§ What is being asked
Give again, exactly as written, each line of the material below starting at the line that contains "pub fn normalize_email(email: &str)" and ending at the line that contains "sides are lowercased);". Both ends count, and no other line does.

Study material: Begin

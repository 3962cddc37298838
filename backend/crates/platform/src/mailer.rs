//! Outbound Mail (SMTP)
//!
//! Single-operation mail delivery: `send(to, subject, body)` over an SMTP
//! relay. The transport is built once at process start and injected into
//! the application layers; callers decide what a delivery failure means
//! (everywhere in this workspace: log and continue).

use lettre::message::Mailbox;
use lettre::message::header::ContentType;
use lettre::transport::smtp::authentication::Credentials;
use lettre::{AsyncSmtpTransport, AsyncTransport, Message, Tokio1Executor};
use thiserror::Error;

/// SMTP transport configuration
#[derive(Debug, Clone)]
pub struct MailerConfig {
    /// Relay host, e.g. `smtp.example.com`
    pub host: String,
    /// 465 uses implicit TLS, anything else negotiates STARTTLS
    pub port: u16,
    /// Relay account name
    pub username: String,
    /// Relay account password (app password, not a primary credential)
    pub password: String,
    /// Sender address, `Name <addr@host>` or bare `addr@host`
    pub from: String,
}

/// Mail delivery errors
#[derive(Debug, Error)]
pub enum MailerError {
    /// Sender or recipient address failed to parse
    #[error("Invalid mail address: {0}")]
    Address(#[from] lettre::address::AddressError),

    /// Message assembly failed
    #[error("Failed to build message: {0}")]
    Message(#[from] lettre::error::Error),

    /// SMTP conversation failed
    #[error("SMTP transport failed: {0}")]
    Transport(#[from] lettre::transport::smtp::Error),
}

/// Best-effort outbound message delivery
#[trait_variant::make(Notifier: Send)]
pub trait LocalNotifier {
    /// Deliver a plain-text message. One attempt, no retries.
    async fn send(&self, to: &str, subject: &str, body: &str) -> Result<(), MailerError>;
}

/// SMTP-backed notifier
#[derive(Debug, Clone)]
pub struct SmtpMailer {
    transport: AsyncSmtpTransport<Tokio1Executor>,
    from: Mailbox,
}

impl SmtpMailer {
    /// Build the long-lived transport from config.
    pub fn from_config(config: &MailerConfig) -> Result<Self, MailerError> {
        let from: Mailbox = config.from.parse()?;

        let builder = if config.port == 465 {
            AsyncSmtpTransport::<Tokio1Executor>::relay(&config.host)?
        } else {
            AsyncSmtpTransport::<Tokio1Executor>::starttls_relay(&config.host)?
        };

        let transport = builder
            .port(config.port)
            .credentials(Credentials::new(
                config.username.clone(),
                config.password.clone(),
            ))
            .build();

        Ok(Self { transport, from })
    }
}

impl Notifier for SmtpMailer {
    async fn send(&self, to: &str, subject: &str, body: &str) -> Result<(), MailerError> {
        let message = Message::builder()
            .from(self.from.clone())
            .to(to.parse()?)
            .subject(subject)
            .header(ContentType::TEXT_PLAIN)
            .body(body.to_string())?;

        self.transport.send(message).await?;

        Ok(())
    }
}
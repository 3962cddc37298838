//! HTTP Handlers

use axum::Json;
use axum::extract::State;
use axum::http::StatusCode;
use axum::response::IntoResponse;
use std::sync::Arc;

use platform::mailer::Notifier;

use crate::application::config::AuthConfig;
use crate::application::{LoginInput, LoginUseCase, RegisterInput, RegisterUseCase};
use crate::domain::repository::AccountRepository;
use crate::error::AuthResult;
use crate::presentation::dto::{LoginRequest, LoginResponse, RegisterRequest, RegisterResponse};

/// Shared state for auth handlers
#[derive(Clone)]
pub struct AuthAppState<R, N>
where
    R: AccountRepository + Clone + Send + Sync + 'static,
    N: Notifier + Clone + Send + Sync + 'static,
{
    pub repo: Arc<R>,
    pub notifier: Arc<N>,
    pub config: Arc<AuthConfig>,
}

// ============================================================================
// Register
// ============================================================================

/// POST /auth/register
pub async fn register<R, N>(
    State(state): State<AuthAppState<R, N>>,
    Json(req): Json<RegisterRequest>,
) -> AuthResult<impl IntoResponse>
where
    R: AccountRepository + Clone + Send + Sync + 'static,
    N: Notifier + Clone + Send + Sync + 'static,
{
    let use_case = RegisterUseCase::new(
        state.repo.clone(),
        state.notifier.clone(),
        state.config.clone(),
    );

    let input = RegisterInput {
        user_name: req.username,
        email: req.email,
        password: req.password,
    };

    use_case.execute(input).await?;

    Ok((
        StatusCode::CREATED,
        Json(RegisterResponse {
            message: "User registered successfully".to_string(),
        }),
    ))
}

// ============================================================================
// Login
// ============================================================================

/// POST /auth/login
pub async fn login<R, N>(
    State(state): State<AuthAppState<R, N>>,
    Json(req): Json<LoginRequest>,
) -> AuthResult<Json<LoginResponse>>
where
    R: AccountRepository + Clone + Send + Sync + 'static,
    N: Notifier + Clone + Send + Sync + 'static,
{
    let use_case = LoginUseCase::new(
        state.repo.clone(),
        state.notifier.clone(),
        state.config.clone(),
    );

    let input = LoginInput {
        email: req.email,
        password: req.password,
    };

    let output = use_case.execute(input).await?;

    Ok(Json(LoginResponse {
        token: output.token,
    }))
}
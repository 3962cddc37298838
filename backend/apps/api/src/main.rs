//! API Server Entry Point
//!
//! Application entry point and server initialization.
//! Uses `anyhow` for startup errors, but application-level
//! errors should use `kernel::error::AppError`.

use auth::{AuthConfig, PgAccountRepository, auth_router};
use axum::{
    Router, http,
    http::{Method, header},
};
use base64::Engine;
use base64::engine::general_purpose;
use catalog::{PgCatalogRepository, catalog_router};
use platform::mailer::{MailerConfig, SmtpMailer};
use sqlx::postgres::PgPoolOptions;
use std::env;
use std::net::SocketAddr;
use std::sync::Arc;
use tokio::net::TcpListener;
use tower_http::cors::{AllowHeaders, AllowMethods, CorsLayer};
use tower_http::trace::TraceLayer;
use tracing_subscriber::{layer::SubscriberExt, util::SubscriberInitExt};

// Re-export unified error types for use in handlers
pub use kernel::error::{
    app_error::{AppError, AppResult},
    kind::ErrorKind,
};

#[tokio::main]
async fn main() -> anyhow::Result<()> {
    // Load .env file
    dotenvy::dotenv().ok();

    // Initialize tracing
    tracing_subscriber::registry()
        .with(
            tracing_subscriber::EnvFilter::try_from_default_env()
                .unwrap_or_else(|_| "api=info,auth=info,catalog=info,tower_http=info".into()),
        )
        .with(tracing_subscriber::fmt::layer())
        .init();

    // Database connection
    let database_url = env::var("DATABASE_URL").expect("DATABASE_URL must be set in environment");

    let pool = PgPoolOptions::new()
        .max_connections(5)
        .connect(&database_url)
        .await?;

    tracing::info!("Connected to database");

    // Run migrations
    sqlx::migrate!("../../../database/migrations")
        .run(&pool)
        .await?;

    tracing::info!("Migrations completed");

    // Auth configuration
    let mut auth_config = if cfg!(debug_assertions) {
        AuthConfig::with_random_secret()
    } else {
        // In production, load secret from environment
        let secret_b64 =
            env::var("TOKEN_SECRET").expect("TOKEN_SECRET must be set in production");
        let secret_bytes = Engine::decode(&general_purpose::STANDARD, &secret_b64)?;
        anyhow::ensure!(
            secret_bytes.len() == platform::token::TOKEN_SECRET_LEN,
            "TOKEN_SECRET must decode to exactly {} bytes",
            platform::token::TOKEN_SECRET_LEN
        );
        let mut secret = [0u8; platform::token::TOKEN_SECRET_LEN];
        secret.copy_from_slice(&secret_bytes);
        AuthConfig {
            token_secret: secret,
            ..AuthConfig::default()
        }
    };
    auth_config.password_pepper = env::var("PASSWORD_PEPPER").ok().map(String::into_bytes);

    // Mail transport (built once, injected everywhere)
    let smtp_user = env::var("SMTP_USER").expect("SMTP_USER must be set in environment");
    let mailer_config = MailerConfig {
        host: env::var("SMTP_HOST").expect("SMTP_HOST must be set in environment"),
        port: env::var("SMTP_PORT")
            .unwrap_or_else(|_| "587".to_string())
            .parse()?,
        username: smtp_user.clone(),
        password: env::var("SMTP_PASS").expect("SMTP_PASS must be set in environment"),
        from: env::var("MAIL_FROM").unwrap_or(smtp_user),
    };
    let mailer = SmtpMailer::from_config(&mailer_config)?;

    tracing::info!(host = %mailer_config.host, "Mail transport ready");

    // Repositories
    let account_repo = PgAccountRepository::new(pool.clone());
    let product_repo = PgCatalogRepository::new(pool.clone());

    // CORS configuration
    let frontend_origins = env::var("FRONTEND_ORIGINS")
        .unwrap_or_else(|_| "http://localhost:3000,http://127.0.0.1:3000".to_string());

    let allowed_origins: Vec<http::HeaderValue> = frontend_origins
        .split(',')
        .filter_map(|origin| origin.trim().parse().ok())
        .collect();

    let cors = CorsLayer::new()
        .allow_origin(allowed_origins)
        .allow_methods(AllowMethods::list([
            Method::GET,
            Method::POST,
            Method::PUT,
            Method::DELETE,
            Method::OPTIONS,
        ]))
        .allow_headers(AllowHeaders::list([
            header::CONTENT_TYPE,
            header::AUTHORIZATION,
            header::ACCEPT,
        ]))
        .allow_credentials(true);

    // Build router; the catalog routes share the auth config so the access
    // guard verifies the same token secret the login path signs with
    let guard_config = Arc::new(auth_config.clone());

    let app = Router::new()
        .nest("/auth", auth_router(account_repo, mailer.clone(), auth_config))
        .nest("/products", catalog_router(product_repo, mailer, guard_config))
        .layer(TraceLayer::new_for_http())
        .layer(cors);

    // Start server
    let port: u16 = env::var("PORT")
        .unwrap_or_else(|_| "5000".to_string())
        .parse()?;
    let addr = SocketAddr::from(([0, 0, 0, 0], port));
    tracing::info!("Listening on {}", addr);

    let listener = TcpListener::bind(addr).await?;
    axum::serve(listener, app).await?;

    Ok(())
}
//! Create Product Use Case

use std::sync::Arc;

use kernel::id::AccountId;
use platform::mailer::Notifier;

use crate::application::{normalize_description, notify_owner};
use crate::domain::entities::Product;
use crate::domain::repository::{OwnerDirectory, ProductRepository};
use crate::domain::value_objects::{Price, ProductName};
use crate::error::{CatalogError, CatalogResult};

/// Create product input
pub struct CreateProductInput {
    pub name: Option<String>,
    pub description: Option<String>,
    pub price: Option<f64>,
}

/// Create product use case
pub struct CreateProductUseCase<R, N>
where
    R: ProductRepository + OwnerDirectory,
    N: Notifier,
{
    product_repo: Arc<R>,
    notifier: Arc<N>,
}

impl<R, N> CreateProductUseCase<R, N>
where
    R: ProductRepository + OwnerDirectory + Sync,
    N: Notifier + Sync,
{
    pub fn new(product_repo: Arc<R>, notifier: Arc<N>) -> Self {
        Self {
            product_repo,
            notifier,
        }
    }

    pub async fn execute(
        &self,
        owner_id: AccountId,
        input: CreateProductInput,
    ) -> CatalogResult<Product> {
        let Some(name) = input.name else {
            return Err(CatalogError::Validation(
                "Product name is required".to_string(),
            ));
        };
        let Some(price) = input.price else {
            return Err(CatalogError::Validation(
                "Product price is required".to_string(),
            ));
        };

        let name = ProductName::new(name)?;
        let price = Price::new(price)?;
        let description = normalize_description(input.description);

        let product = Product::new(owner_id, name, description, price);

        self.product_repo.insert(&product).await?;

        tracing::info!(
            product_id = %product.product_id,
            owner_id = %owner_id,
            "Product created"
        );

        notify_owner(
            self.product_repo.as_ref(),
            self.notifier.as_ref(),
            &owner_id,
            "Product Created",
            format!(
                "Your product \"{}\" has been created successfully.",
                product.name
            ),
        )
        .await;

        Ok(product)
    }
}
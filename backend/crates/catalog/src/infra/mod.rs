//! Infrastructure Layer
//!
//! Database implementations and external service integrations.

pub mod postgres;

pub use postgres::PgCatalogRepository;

Study material: End
Study material: Begin

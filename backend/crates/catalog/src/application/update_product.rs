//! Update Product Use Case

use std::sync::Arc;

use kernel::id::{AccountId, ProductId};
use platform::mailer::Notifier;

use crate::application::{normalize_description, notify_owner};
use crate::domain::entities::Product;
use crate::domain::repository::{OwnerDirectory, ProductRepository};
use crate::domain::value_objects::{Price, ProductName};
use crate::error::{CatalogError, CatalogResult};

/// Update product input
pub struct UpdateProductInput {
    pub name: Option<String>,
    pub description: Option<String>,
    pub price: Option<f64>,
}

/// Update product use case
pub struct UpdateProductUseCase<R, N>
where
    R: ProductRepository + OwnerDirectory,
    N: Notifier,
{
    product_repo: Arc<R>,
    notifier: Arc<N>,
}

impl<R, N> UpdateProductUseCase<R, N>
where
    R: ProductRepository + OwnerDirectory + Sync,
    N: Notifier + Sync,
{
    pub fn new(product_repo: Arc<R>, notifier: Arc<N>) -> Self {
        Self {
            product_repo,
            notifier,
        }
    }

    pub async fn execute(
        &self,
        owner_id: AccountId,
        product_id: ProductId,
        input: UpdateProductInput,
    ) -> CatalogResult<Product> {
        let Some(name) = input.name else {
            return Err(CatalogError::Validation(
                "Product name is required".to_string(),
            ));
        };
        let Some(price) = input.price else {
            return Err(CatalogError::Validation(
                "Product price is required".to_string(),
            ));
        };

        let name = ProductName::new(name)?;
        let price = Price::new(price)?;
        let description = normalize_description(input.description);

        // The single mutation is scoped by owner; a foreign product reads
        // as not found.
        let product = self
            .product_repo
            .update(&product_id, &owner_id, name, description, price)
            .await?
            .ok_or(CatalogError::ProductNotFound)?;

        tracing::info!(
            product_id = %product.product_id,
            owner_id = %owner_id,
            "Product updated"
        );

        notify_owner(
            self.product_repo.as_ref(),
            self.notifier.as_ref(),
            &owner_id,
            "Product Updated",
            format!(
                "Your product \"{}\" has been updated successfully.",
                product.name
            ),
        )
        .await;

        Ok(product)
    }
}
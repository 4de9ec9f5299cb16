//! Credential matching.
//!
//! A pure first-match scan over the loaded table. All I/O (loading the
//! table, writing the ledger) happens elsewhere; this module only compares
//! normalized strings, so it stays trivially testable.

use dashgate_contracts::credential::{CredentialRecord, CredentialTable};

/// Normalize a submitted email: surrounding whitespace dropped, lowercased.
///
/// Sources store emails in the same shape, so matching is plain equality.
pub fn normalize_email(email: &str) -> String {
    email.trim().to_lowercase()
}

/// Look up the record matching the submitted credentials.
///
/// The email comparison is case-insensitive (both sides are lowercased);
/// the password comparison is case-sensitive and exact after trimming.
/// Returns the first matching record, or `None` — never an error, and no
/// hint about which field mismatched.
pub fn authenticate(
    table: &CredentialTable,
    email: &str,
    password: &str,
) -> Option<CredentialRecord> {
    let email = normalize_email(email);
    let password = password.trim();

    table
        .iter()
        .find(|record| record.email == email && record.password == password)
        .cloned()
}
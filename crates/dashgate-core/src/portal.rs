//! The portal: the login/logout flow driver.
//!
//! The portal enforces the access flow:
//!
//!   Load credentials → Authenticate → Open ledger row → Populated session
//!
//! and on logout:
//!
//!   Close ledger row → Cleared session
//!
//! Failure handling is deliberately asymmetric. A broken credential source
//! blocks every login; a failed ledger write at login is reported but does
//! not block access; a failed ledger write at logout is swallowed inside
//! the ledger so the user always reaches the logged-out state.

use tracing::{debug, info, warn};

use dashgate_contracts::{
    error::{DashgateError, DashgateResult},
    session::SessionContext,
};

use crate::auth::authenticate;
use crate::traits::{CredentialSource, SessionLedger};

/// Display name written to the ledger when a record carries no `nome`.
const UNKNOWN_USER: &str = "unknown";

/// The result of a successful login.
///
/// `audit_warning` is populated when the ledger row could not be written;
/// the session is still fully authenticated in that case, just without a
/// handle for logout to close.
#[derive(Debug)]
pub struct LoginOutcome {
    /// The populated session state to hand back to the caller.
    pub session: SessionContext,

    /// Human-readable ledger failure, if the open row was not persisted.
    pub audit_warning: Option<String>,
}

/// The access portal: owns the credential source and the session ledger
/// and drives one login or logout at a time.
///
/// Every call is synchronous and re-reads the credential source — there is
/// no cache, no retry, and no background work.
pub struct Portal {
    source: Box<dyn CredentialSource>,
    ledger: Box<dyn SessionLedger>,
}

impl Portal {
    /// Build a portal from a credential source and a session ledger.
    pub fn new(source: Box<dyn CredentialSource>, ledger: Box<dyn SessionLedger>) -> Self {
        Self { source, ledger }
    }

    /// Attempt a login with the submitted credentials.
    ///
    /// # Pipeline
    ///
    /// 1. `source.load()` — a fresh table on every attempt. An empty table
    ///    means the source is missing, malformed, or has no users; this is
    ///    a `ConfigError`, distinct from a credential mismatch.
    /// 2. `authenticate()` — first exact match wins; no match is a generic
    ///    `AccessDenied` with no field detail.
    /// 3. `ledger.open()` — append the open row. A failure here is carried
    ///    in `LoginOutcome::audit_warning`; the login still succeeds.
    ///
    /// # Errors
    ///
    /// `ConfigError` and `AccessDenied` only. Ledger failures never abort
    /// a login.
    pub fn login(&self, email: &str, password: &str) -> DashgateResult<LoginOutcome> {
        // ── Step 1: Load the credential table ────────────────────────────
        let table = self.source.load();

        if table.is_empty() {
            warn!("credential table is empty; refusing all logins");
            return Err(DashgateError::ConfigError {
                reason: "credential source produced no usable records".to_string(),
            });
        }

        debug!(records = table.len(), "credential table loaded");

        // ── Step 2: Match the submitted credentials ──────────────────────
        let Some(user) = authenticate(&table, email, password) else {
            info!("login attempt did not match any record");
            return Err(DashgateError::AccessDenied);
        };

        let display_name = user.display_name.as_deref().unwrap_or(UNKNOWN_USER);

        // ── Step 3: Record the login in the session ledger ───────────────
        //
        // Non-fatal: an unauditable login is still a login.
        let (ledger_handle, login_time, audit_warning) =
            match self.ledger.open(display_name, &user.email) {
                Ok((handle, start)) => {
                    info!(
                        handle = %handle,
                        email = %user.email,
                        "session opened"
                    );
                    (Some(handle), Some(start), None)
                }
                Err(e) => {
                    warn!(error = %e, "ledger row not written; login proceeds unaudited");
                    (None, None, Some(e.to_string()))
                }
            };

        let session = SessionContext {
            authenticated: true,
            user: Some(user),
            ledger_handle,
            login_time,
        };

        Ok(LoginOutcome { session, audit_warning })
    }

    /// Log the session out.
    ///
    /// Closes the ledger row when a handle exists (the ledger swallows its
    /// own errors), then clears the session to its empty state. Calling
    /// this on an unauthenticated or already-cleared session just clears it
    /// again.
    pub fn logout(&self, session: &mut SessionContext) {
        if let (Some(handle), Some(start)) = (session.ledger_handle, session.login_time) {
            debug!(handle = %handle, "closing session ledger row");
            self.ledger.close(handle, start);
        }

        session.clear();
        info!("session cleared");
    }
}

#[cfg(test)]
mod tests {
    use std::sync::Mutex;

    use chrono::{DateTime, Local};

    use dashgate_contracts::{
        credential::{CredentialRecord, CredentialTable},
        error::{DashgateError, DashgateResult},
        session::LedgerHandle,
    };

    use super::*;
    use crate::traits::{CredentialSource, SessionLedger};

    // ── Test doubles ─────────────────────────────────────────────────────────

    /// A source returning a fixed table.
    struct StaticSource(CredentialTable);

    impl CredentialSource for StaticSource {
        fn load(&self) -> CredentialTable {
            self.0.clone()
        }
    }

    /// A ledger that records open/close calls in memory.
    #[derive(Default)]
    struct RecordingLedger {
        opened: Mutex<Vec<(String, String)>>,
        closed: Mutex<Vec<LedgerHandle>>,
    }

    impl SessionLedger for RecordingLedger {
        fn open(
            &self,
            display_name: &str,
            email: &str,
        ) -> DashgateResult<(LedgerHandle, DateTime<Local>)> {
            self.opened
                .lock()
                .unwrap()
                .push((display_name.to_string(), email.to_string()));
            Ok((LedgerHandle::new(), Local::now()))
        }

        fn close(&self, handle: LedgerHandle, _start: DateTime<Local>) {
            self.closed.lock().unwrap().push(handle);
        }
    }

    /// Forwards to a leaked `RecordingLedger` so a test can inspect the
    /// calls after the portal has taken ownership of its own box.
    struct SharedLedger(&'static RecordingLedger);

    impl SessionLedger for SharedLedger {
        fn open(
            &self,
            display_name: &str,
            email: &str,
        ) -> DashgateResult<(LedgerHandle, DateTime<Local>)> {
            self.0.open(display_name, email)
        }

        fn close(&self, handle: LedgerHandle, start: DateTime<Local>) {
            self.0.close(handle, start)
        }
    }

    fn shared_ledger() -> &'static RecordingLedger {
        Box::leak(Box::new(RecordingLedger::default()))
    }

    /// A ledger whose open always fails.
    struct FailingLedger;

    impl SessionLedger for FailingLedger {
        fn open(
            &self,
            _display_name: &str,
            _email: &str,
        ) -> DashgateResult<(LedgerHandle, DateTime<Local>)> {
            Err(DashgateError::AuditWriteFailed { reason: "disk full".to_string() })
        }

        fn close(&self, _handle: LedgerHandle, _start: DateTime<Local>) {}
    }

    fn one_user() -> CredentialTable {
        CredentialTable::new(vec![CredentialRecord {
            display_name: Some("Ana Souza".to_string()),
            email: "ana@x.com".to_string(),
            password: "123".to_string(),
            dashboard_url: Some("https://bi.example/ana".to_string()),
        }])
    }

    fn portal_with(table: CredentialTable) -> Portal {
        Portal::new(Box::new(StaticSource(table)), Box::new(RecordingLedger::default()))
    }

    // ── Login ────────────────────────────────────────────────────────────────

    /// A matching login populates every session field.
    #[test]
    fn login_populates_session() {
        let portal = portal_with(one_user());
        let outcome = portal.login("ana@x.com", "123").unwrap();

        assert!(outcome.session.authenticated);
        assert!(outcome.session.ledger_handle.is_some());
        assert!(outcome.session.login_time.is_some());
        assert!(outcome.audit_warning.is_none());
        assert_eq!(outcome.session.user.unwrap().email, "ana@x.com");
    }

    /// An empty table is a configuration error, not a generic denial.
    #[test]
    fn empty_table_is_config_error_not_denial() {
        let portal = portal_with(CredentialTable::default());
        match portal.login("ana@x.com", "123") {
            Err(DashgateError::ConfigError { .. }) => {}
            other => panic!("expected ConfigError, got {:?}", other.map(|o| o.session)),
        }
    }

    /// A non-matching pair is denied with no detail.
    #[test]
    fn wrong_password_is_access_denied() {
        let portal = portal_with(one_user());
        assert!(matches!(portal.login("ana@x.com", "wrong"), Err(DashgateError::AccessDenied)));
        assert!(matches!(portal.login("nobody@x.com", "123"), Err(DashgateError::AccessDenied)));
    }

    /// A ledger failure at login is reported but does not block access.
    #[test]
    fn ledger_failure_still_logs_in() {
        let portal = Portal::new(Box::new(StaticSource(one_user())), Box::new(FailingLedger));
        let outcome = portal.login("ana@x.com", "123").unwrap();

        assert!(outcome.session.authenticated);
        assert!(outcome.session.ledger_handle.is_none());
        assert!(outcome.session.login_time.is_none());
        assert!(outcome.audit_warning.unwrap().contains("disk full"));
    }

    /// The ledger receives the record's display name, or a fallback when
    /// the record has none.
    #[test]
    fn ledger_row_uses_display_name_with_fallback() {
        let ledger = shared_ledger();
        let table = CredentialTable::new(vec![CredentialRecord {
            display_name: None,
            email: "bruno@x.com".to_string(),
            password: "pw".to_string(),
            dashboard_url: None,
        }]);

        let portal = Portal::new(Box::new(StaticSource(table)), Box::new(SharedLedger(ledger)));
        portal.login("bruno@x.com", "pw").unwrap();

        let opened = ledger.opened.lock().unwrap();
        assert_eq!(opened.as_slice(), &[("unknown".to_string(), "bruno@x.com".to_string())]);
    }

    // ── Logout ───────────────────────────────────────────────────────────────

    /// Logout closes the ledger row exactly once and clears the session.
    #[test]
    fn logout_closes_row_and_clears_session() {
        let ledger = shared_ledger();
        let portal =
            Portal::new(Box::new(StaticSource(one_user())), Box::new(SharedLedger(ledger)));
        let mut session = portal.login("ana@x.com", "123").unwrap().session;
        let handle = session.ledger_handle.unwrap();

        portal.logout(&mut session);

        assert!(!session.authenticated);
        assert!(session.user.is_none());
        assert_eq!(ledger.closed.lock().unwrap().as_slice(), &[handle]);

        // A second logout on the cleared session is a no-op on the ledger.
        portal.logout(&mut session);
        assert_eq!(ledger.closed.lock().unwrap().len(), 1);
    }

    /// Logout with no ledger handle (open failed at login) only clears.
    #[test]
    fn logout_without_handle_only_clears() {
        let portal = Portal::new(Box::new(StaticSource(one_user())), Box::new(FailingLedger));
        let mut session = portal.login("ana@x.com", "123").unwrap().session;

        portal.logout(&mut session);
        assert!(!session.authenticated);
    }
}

Study material: End
Study material: Begin

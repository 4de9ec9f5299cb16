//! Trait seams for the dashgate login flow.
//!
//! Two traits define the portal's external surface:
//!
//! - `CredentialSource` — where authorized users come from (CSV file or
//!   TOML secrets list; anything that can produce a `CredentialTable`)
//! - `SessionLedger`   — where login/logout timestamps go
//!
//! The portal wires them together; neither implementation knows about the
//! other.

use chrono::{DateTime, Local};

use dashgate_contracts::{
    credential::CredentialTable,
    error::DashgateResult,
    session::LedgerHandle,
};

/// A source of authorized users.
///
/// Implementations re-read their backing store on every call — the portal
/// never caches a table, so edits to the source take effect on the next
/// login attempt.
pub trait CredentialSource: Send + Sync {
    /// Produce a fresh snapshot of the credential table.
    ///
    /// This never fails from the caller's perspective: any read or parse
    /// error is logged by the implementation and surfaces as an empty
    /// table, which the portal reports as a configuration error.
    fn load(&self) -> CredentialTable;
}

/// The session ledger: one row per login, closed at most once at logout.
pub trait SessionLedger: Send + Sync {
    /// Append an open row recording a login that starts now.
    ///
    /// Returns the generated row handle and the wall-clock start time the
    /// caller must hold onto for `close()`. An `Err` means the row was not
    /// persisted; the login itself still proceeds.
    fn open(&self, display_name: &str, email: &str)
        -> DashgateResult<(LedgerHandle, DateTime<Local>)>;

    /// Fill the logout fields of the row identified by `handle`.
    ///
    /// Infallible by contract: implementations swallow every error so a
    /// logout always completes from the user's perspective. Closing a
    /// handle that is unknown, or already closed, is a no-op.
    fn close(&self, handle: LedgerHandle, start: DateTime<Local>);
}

Study material: End

§ Solution for this problem
pub fn normalize_email(email: &str) -> String {
    email.trim().to_lowercase()
}

/// Look up the record matching the submitted credentials.
///
/// The email comparison is case-insensitive (both sides are lowercased);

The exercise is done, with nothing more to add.